Abstract:
An optoelectronic integrated circuit comprises an optical device such as a photodiode and a semiconductor laser provided on a semi-insulating InP substrate and buried except for an operating plane with a high resistance buried layer, and a field effect transistor provided on a strain buffer layer which is provided on the semi-insulating InP substrate. The top surfaces of the optical device and the high resistance buried layer are of the approximately same position levels. Therefore, an optoelectronic integrated circuit is fabricated with a high yield and a high performance.

Description:
FIELD OF THE INVENTION 
     The invention relates to an optoelectronic integrated circuit, and more particularly to an optoelectronic integrated circuit which is applied to an optical communication system and so on. 
     BACKGROUND OF THE INVENTION 
     The scope of an optical communication system has been expanded from a trunk line system to a subscriber system, a local area network system, a data link system etc. in accordance with the progress of an optical communication technology. In order to comply with the highly advanced technology of an optical communication system, optical devices must be of high performance and function. 
     An optoelectronic integrated circuit is one of key devices which is a nucleus in such an optical communication system. Therefore, research and development of the optoelectronic integrated circuit are focused not only to the basical advantages of circuit integration such as low-cost, compact size, high reliability and non-adjusting maintenance, but also to the improvement of performances such as high speed and high sensitivity, and further to the realization of a device with high and new function which supports a future optical system such as an optical interconnection and an optical switching. 

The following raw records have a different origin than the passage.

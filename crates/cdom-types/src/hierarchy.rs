//! Base-type walks.
//!
//! Answers "what does this type derive from" for declared types, generic
//! applications (substituting the application's arguments into the
//! declaration's base types), arrays and intrinsics. Every chain ends at
//! `TypeId::OBJECT`. Inheritance cycles in erroneous input are cut by a
//! visited set and a level limit.

use crate::decl::{DeclId, DeclarationStore};
use crate::instantiate::{TypeSubstitution, instantiate_type};
use crate::intern::TypeInterner;
use crate::types::{IntrinsicKind, TypeData, TypeId};
use cdom_common::limits::MAX_INHERITANCE_DEPTH;
use rustc_hash::FxHashSet;

pub struct Hierarchy<'a> {
    types: &'a TypeInterner,
    decls: &'a DeclarationStore,
}

impl<'a> Hierarchy<'a> {
    pub fn new(types: &'a TypeInterner, decls: &'a DeclarationStore) -> Self {
        Self { types, decls }
    }

    /// Immediate base types, with `OBJECT` last for everything but `OBJECT`,
    /// `void` and undetermined types.
    pub fn direct_bases(&self, ty: TypeId) -> Vec<TypeId> {
        let mut bases = match self.types.lookup(ty) {
            Some(TypeData::Declared(decl)) => self
                .decls
                .get(decl)
                .map(|d| d.base_types.clone())
                .unwrap_or_default(),
            Some(TypeData::Application { base, args }) => {
                let subst = TypeSubstitution::for_owner(base, &args);
                self.decls
                    .get(base)
                    .map(|d| {
                        d.base_types
                            .iter()
                            .map(|&b| instantiate_type(self.types, b, &subst))
                            .collect()
                    })
                    .unwrap_or_default()
            }
            Some(TypeData::Intrinsic(
                IntrinsicKind::Object | IntrinsicKind::Void | IntrinsicKind::Undetermined,
            ))
            | Some(TypeData::MethodGroup(_))
            | Some(TypeData::Unresolved(_))
            | None => return Vec::new(),
            Some(_) => Vec::new(),
        };
        if !bases.contains(&TypeId::OBJECT) {
            bases.push(TypeId::OBJECT);
        }
        bases
    }

    /// All ancestors grouped by inheritance distance (level 0 = direct bases).
    ///
    /// `OBJECT` is reported once, in the last level, so nearer bases always
    /// come first.
    pub fn ancestor_levels(&self, ty: TypeId) -> Vec<Vec<TypeId>> {
        let mut levels: Vec<Vec<TypeId>> = Vec::new();
        let mut seen = FxHashSet::default();
        seen.insert(ty);
        let mut frontier = vec![ty];
        let mut reaches_object = false;

        while !frontier.is_empty() && (levels.len() as u32) < MAX_INHERITANCE_DEPTH {
            let mut next = Vec::new();
            for &current in &frontier {
                for base in self.direct_bases(current) {
                    if base == TypeId::OBJECT {
                        reaches_object = true;
                        continue;
                    }
                    if seen.insert(base) {
                        next.push(base);
                    }
                }
            }
            if next.is_empty() {
                break;
            }
            levels.push(next.clone());
            frontier = next;
        }

        if reaches_object && ty != TypeId::OBJECT {
            levels.push(vec![TypeId::OBJECT]);
        }
        levels
    }

    /// Ancestors nearest-first, `OBJECT` last.
    pub fn ancestors(&self, ty: TypeId) -> Vec<TypeId> {
        self.ancestor_levels(ty).into_iter().flatten().collect()
    }

    pub fn is_derived_from(&self, ty: TypeId, ancestor: TypeId) -> bool {
        ty != ancestor && self.ancestors(ty).contains(&ancestor)
    }

    /// `ty` itself or the nearest ancestor that instantiates `owner`.
    ///
    /// Used to find the type arguments a generic declaring type was bound
    /// to when a member is reached through a derived or applied type.
    pub fn find_instantiation(&self, ty: TypeId, owner: DeclId) -> Option<TypeId> {
        if self.types.named_decl(ty) == Some(owner) {
            return Some(ty);
        }
        self.ancestors(ty)
            .into_iter()
            .find(|&a| self.types.named_decl(a) == Some(owner))
    }

    /// Narrowest type every input derives from (or is), `OBJECT` when the
    /// inputs share nothing below the top type or there are no inputs.
    pub fn common_ancestor(&self, tys: &[TypeId]) -> TypeId {
        let Some((&first, rest)) = tys.split_first() else {
            return TypeId::OBJECT;
        };
        let mut candidates = vec![first];
        candidates.extend(self.ancestors(first));

        let rest_ancestors: Vec<Vec<TypeId>> = rest.iter().map(|&t| self.ancestors(t)).collect();
        candidates
            .into_iter()
            .find(|&candidate| {
                rest.iter()
                    .zip(&rest_ancestors)
                    .all(|(&t, ancestors)| t == candidate || ancestors.contains(&candidate))
            })
            .unwrap_or(TypeId::OBJECT)
    }
}

#[cfg(test)]
#[path = "../tests/hierarchy_tests.rs"]
mod tests;
//! Resolution diagnostics recorded on unresolved reference nodes.
//!
//! Failures are data: an unresolved name is an expected, recoverable state
//! of a partially analysed tree, so nothing here is ever returned as `Err`.
//! Front ends turn these records into text with
//! `cdom_common::diagnostics::format_message`.

use crate::candidates::MatchTier;
use crate::category::ResolveCategory;
use cdom_common::{Atom, DiagnosticCategory, diagnostic_codes};
use cdom_types::{DeclId, DeclKind, RefKind, TypeId};

/// Why a reference failed to resolve.
#[derive(Copy, Clone, Debug, PartialEq, Eq, Hash)]
pub enum ResolveErrorKind {
    /// No candidate shares the name in any visible scope.
    UnknownName,
    /// More than one complete, non-method-group match survived.
    AmbiguousMatch,
    /// Right kind of entity, wrong arity/types/static mode.
    SignatureMismatch,
    /// A signature mismatch traced back to an unresolved argument.
    UnresolvedCause,
    /// Only entities of the wrong kind share the name.
    InvalidCategory,
}

impl ResolveErrorKind {
    pub const fn code(self) -> u32 {
        match self {
            Self::UnknownName => diagnostic_codes::UNKNOWN_NAME,
            Self::AmbiguousMatch => diagnostic_codes::AMBIGUOUS_MATCH,
            Self::SignatureMismatch => diagnostic_codes::SIGNATURE_MISMATCH,
            Self::UnresolvedCause => diagnostic_codes::UNRESOLVED_CAUSE,
            Self::InvalidCategory => diagnostic_codes::INVALID_CATEGORY,
        }
    }
}

/// The first reason a candidate fell short of a complete match.
#[derive(Clone, Debug, PartialEq, Eq)]
pub enum MismatchReason {
    /// The declaration is not the kind of entity the position expects.
    WrongCategory { kind: DeclKind },
    StaticMode { requires_instance: bool },
    TypeArgumentCount { expected: usize, actual: usize },
    ArgumentCount {
        expected_min: usize,
        expected_max: Option<usize>,
        actual: usize,
    },
    ArgumentType {
        index: usize,
        expected: TypeId,
        actual: TypeId,
    },
    RefKind {
        index: usize,
        expected: RefKind,
        actual: RefKind,
    },
    CannotInferTypeArguments { type_param: usize },
    ConstraintViolation {
        type_param: usize,
        type_arg: TypeId,
        constraint: TypeId,
    },
    /// Argument `index` has an unknown type.
    UnresolvedArgument { index: usize },
}

impl MismatchReason {
    pub const fn code(&self) -> u32 {
        match self {
            Self::WrongCategory { .. } => diagnostic_codes::INVALID_CATEGORY,
            Self::StaticMode { .. } => diagnostic_codes::STATIC_MODE_MISMATCH,
            Self::TypeArgumentCount { .. } => diagnostic_codes::TYPE_ARGUMENT_COUNT_MISMATCH,
            Self::ArgumentCount { .. } => diagnostic_codes::ARGUMENT_COUNT_MISMATCH,
            Self::ArgumentType { .. } => diagnostic_codes::ARGUMENT_TYPE_MISMATCH,
            Self::RefKind { .. } => diagnostic_codes::REF_KIND_MISMATCH,
            Self::CannotInferTypeArguments { .. } => diagnostic_codes::CANNOT_INFER_TYPE_ARGUMENTS,
            Self::ConstraintViolation { .. } => diagnostic_codes::CONSTRAINT_VIOLATION,
            Self::UnresolvedArgument { .. } => diagnostic_codes::UNRESOLVED_CAUSE,
        }
    }
}

#[derive(Clone, Debug, PartialEq, Eq)]
pub struct ResolveDiagnostic {
    pub kind: ResolveErrorKind,
    pub severity: DiagnosticCategory,
    pub name: Atom,
    pub category: ResolveCategory,
    /// Best tier reached; `None` when nothing was found.
    pub tier: Option<MatchTier>,
    /// Surviving candidates, nearest scope first.
    pub candidates: Vec<DeclId>,
    /// First failure of the first surviving candidate.
    pub reason: Option<MismatchReason>,
}

impl ResolveDiagnostic {
    pub fn new(kind: ResolveErrorKind, name: Atom, category: ResolveCategory) -> Self {
        Self {
            kind,
            severity: DiagnosticCategory::Error,
            name,
            category,
            tier: None,
            candidates: Vec::new(),
            reason: None,
        }
    }

    #[must_use]
    pub fn with_severity(mut self, severity: DiagnosticCategory) -> Self {
        self.severity = severity;
        self
    }

    #[must_use]
    pub fn with_matches(
        mut self,
        tier: Option<MatchTier>,
        candidates: Vec<DeclId>,
        reason: Option<MismatchReason>,
    ) -> Self {
        self.tier = tier;
        self.candidates = candidates;
        self.reason = reason;
        self
    }

    pub fn candidate_count(&self) -> usize {
        self.candidates.len()
    }

    pub fn is_error(&self) -> bool {
        self.severity == DiagnosticCategory::Error
    }

    pub const fn code(&self) -> u32 {
        self.kind.code()
    }
}

#[cfg(test)]
#[path = "../tests/diagnostics_tests.rs"]
mod tests;
use super::*;

#[test]
fn test_format_message_replaces_placeholders() {
    let text = format_message("'{0}' is a {1} but is used like a {2}.", &["Foo", "type", "variable"]);
    assert_eq!(text, "'Foo' is a type but is used like a variable.");
}

#[test]
fn test_format_message_leaves_missing_args() {
    assert_eq!(format_message("{0} and {1}", &["a"]), "a and {1}");
}

#[test]
fn test_every_code_is_registered_once() {
    let mut codes: Vec<u32> = DIAGNOSTIC_MESSAGES.iter().map(|m| m.code).collect();
    let len = codes.len();
    codes.sort_unstable();
    codes.dedup();
    assert_eq!(codes.len(), len, "duplicate diagnostic codes");
    assert!(get_message_template(diagnostic_codes::UNKNOWN_NAME).is_some());
    assert!(get_message_template(diagnostic_codes::REF_KIND_MISMATCH).is_some());
}

#[test]
fn test_from_code_formats_template() {
    let diag = Diagnostic::from_code(
        "Program.Main".to_string(),
        diagnostic_codes::UNKNOWN_NAME,
        DiagnosticCategory::Error,
        &["missing"],
    );
    assert!(diag.is_error());
    assert_eq!(
        diag.message_text,
        "The name 'missing' does not exist in the current context."
    );
}

#[test]
fn test_from_code_unknown_code_joins_args() {
    let diag = Diagnostic::from_code(String::new(), 9, DiagnosticCategory::Warning, &["a", "b"]);
    assert_eq!(diag.message_text, "a b");
    assert!(!diag.is_error());
}

#[test]
fn test_related_information_serializes() {
    let diag = Diagnostic::from_code(
        "X".to_string(),
        diagnostic_codes::AMBIGUOUS_MATCH,
        DiagnosticCategory::Error,
        &["f", "2"],
    )
    .with_related("I1.f(int)".to_string());
    let json = serde_json::to_value(&diag).expect("serializable");
    assert_eq!(json["related_information"][0]["message_text"], "I1.f(int)");
    assert_eq!(json["category"], "Error");
}
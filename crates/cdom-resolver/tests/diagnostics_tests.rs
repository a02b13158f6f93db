use super::*;
use cdom_common::get_message_template;

#[test]
fn test_every_kind_has_a_message_template() {
    for kind in [
        ResolveErrorKind::UnknownName,
        ResolveErrorKind::AmbiguousMatch,
        ResolveErrorKind::SignatureMismatch,
        ResolveErrorKind::UnresolvedCause,
        ResolveErrorKind::InvalidCategory,
    ] {
        assert!(get_message_template(kind.code()).is_some(), "{kind:?}");
    }
}

#[test]
fn test_reason_codes_have_templates() {
    let reasons = [
        MismatchReason::StaticMode {
            requires_instance: true,
        },
        MismatchReason::ArgumentCount {
            expected_min: 1,
            expected_max: Some(1),
            actual: 2,
        },
        MismatchReason::ArgumentType {
            index: 0,
            expected: TypeId::INT32,
            actual: TypeId::STRING,
        },
        MismatchReason::CannotInferTypeArguments { type_param: 0 },
    ];
    for reason in reasons {
        assert!(get_message_template(reason.code()).is_some(), "{reason:?}");
    }
}

#[test]
fn test_builder_defaults_to_error() {
    let diag = ResolveDiagnostic::new(
        ResolveErrorKind::SignatureMismatch,
        Atom(1),
        ResolveCategory::Method,
    );
    assert!(diag.is_error());
    assert_eq!(diag.candidate_count(), 0);

    let diag = diag
        .with_severity(DiagnosticCategory::Warning)
        .with_matches(Some(MatchTier::Category), vec![DeclId(3)], None);
    assert!(!diag.is_error());
    assert_eq!(diag.candidate_count(), 1);
    assert_eq!(diag.code(), diagnostic_codes::SIGNATURE_MISMATCH);
}
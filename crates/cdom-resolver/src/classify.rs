//! Scoring one candidate declaration against one call site.
//!
//! A candidate is a *complete* match when its kind suits the category and
//! its static mode, generic arity and signature all fit; a *category*
//! match when only the kind fits; and *name-only* otherwise.

use crate::candidates::MatchCandidate;
use crate::category::ResolveCategory;
use crate::diagnostics::MismatchReason;
use crate::infer::{InferenceError, InferenceSlots, Inferencer};
use crate::params::{ArgInfo, ParameterMatcher};
use cdom_types::{
    DeclId, DeclKind, Declaration, DeclarationStore, ParamDecl, TypeId, TypeInterner, TypeList,
    TypeRelation, TypeSubstitution, contains_unresolved, instantiate_type,
};
use std::borrow::Cow;
use tracing::trace;

/// Whether a member is reached through a type, an instance, or neither.
#[derive(Copy, Clone, Debug, PartialEq, Eq)]
pub enum StaticMode {
    /// Simple name in an instance context, constructors, operators.
    Any,
    /// `Type.Member`, or a simple name inside a static member.
    StaticOnly,
    /// `value.Member`
    InstanceOnly,
}

/// Everything known about the position a reference is used in.
#[derive(Clone, Debug, PartialEq, Eq)]
pub struct CallSite {
    pub category: ResolveCategory,
    /// Argument list when the reference is invoked.
    pub args: Option<Vec<ArgInfo>>,
    /// Explicit type arguments, `None` when none were written.
    pub explicit_type_args: Option<TypeList>,
    pub static_mode: StaticMode,
    /// Type the member is reached through (receiver or enclosing type),
    /// used to bind the declaring type's parameters.
    pub receiver: Option<TypeId>,
}

impl CallSite {
    pub fn new(category: ResolveCategory) -> Self {
        Self {
            category,
            args: None,
            explicit_type_args: None,
            static_mode: StaticMode::Any,
            receiver: None,
        }
    }

    #[must_use]
    pub fn with_args(mut self, args: Vec<ArgInfo>) -> Self {
        self.args = Some(args);
        self
    }

    #[must_use]
    pub fn with_type_args(mut self, type_args: TypeList) -> Self {
        self.explicit_type_args = Some(type_args);
        self
    }

    #[must_use]
    pub fn with_static_mode(mut self, mode: StaticMode) -> Self {
        self.static_mode = mode;
        self
    }

    #[must_use]
    pub fn with_receiver(mut self, receiver: TypeId) -> Self {
        self.receiver = Some(receiver);
        self
    }

    fn any_unresolved_arg(&self, types: &TypeInterner) -> bool {
        self.args
            .iter()
            .flatten()
            .any(|a| contains_unresolved(types, a.ty))
    }
}

pub struct MatchClassifier<'a> {
    types: &'a TypeInterner,
    decls: &'a DeclarationStore,
    relation: TypeRelation<'a>,
}

impl<'a> MatchClassifier<'a> {
    pub fn new(types: &'a TypeInterner, decls: &'a DeclarationStore) -> Self {
        Self {
            types,
            decls,
            relation: TypeRelation::new(types, decls),
        }
    }

    pub fn relation(&self) -> &TypeRelation<'a> {
        &self.relation
    }

    /// Score `decl_id` against `site`. `None` for ids not in the store.
    pub fn classify(&self, decl_id: DeclId, site: &CallSite) -> Option<MatchCandidate> {
        let decl = self.decls.get(decl_id)?;
        let candidate = self.classify_decl(decl_id, decl, site);
        trace!(
            decl = decl_id.0,
            tier = ?candidate.tier(),
            failure = ?candidate.failure,
            "classified candidate"
        );
        Some(candidate)
    }

    fn classify_decl(
        &self,
        decl_id: DeclId,
        decl: &Declaration,
        site: &CallSite,
    ) -> MatchCandidate {
        let category = site.category;
        let is_method = decl.kind == DeclKind::Method;
        let mut subst = self.receiver_substitution(decl_id, site.receiver);

        // A delegate-typed variable can be invoked like a method.
        let delegate_params = if category == ResolveCategory::Method && decl.kind.is_variable() {
            decl.ty
                .map(|ty| instantiate_type(self.types, ty, &subst))
                .and_then(|ty| self.relation.delegate_signature(ty))
                .map(|sig| (sig.params, sig.return_type))
        } else {
            None
        };

        if !category.accepts(decl.kind) && delegate_params.is_none() {
            return MatchCandidate::name_only(
                decl_id,
                is_method,
                MismatchReason::WrongCategory { kind: decl.kind },
            );
        }

        if !self.static_mode_allows(decl, site.static_mode) {
            return MatchCandidate::category(
                decl_id,
                is_method,
                MismatchReason::StaticMode {
                    requires_instance: decl.is_instance_member(),
                },
            );
        }

        let owner = self.generic_owner(decl_id, decl, category);
        let arity = owner
            .and_then(|o| self.decls.get(o))
            .map_or(0, |o| o.generic_arity());
        let needs_explicit = matches!(
            category,
            ResolveCategory::Type
                | ResolveCategory::Constructor
                | ResolveCategory::Attribute
                | ResolveCategory::Unspecified
        ) || decl.kind.is_type();
        match &site.explicit_type_args {
            Some(args) if args.len() != arity => {
                return MatchCandidate::category(
                    decl_id,
                    is_method,
                    MismatchReason::TypeArgumentCount {
                        expected: arity,
                        actual: args.len(),
                    },
                );
            }
            None if arity > 0 && needs_explicit => {
                return MatchCandidate::category(
                    decl_id,
                    is_method,
                    MismatchReason::TypeArgumentCount {
                        expected: arity,
                        actual: 0,
                    },
                );
            }
            _ => {}
        }

        let mut type_args = TypeList::new();
        if let (Some(owner), Some(args)) = (owner, &site.explicit_type_args) {
            subst.bind_owner(owner, args);
            type_args = args.clone();
            if let Some(failure) = self.check_constraints(owner, &type_args, &subst) {
                return MatchCandidate::category(decl_id, is_method, failure);
            }
        }

        let args = match &site.args {
            Some(args) if category.is_invocation() => args,
            _ => {
                let mut candidate = MatchCandidate::complete(decl_id, is_method);
                candidate.inferred_type_arguments = type_args;
                return candidate;
            }
        };

        let params: Cow<'_, [ParamDecl]> = match &delegate_params {
            Some((params, _)) => Cow::Owned(params.clone()),
            None if decl.kind.is_type() => Cow::Owned(Vec::new()),
            None => Cow::Borrowed(decl.params.as_slice()),
        };

        if let Some(failure) = self.check_arity(&params, args.len()) {
            return MatchCandidate::category(decl_id, is_method, failure);
        }

        // Infer the candidate's own type parameters from the arguments.
        if arity > 0 && site.explicit_type_args.is_none() && owner == Some(decl_id) {
            match self.infer_type_arguments(decl_id, arity, &params, args, &subst) {
                Ok(inferred) => {
                    subst.bind_owner(decl_id, &inferred);
                    type_args = inferred;
                    if let Some(failure) = self.check_constraints(decl_id, &type_args, &subst) {
                        return MatchCandidate::category(decl_id, is_method, failure);
                    }
                }
                Err(err) => {
                    trace!(decl = decl_id.0, error = %err, "inference failed");
                    let mut candidate = MatchCandidate::category(
                        decl_id,
                        is_method,
                        MismatchReason::CannotInferTypeArguments {
                            type_param: err.type_param(),
                        },
                    );
                    candidate.unresolved_cause = site.any_unresolved_arg(self.types);
                    return candidate;
                }
            }
        }

        let matcher = ParameterMatcher::new(self.types, &self.relation);
        let signature = matcher.match_arguments(&params, args, true, &subst);
        if let Some(failure) = signature.failure {
            let mut candidate = MatchCandidate::category(decl_id, is_method, failure);
            candidate.unresolved_cause = signature.unresolved_cause;
            candidate.inferred_type_arguments = type_args;
            return candidate;
        }

        let mut candidate = MatchCandidate::complete(decl_id, is_method);
        candidate.inferred_type_arguments = type_args;
        candidate.conversions = signature.conversions;
        candidate.expanded_variadic = signature.expanded;
        candidate
    }

    fn static_mode_allows(&self, decl: &Declaration, mode: StaticMode) -> bool {
        match mode {
            StaticMode::Any => true,
            StaticMode::StaticOnly => !decl.is_instance_member(),
            StaticMode::InstanceOnly => !decl.is_static(),
        }
    }

    /// The declaration whose type parameters explicit type arguments bind:
    /// the declaring type for constructors, the declaration itself for
    /// types and methods.
    fn generic_owner(
        &self,
        decl_id: DeclId,
        decl: &Declaration,
        category: ResolveCategory,
    ) -> Option<DeclId> {
        match decl.kind {
            DeclKind::Constructor => decl.parent,
            DeclKind::Method => Some(decl_id),
            kind if kind.is_type() => Some(decl_id),
            _ if category == ResolveCategory::Type => Some(decl_id),
            _ => None,
        }
    }

    /// Bind the declaring type's parameters from the receiver's
    /// instantiation of it (`List<int>` for `list.Add`).
    pub fn receiver_substitution(
        &self,
        decl_id: DeclId,
        receiver: Option<TypeId>,
    ) -> TypeSubstitution {
        let mut subst = TypeSubstitution::new();
        let Some(receiver) = receiver else {
            return subst;
        };
        let Some(declaring) = self.decls.declaring_type(decl_id) else {
            return subst;
        };
        if self.decls.get(declaring).is_none_or(|d| d.generic_arity() == 0) {
            return subst;
        }
        if let Some(instance) = self.relation.hierarchy().find_instantiation(receiver, declaring) {
            subst.bind_owner(declaring, &self.types.type_args(instance));
        }
        subst
    }

    fn check_arity(&self, params: &[ParamDecl], actual: usize) -> Option<MismatchReason> {
        let expected_min = params
            .iter()
            .filter(|p| !p.has_default && !p.is_variadic)
            .count();
        let variadic = params.last().is_some_and(|p| p.is_variadic);
        let expected_max = (!variadic).then_some(params.len());
        let too_many = expected_max.is_some_and(|max| actual > max);
        (actual < expected_min || too_many).then_some(MismatchReason::ArgumentCount {
            expected_min,
            expected_max,
            actual,
        })
    }

    fn infer_type_arguments(
        &self,
        owner: DeclId,
        arity: usize,
        params: &[ParamDecl],
        args: &[ArgInfo],
        receiver_subst: &TypeSubstitution,
    ) -> Result<TypeList, InferenceError> {
        let inferencer = Inferencer::new(self.types, &self.relation);
        let mut slots = InferenceSlots::new(owner, arity);
        for (i, arg) in args.iter().enumerate() {
            let param = params
                .get(i)
                .or_else(|| params.last().filter(|p| p.is_variadic));
            let Some(param) = param else {
                break;
            };
            let param_ty = instantiate_type(self.types, param.ty, receiver_subst);
            let expands = param.is_variadic
                && !self.passes_array(param_ty, arg.ty, args.len(), params.len());
            let target = if expands {
                self.types.element_type(param_ty).unwrap_or(param_ty)
            } else {
                param_ty
            };
            inferencer.infer(&mut slots, target, arg.ty)?;
        }
        slots.finish()
    }

    /// Whether an argument for a variadic parameter is the array itself.
    fn passes_array(
        &self,
        param_ty: TypeId,
        arg_ty: TypeId,
        arg_count: usize,
        param_count: usize,
    ) -> bool {
        arg_count == param_count
            && match (self.types.array_parts(param_ty), self.types.array_parts(arg_ty)) {
                (Some((_, p_rank)), Some((_, a_rank))) => p_rank == a_rank,
                _ => false,
            }
    }

    /// Each type argument must convert to each (substituted) constraint of
    /// its parameter.
    fn check_constraints(
        &self,
        owner: DeclId,
        type_args: &[TypeId],
        subst: &TypeSubstitution,
    ) -> Option<MismatchReason> {
        let owner_decl = self.decls.get(owner)?;
        for (index, (param, &arg)) in owner_decl.type_params.iter().zip(type_args).enumerate() {
            if self.types.is_undetermined(arg) || self.types.type_param_ref(arg).is_some() {
                continue;
            }
            for &constraint in &param.constraints {
                let constraint = instantiate_type(self.types, constraint, subst);
                if !self.relation.is_implicitly_convertible(arg, constraint) {
                    return Some(MismatchReason::ConstraintViolation {
                        type_param: index,
                        type_arg: arg,
                        constraint,
                    });
                }
            }
        }
        None
    }
}

#[cfg(test)]
#[path = "../tests/classify_tests.rs"]
mod tests;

     In order to realize such an optoelectronic integrated circuit, a study on composite materials of GaAs system and InP system from which a optimum combination of materials is obtained has been conducted as described on page 215 of &#34;Appl. Phys. Lett. vol. 49. 1986&#34; by M. Razeghi wherein InP system material is for an optical device and GaAs system material is for an electronic device The optoelectronic integrated circuit described therein is of a monolithic integrated circuit including an GaInAs optical device which is grown on a semi-insulating GaAs substrate by the strain heteroepitaxy based on the low pressure MOVPE, and an electronic device which is a GaAs MESFET. 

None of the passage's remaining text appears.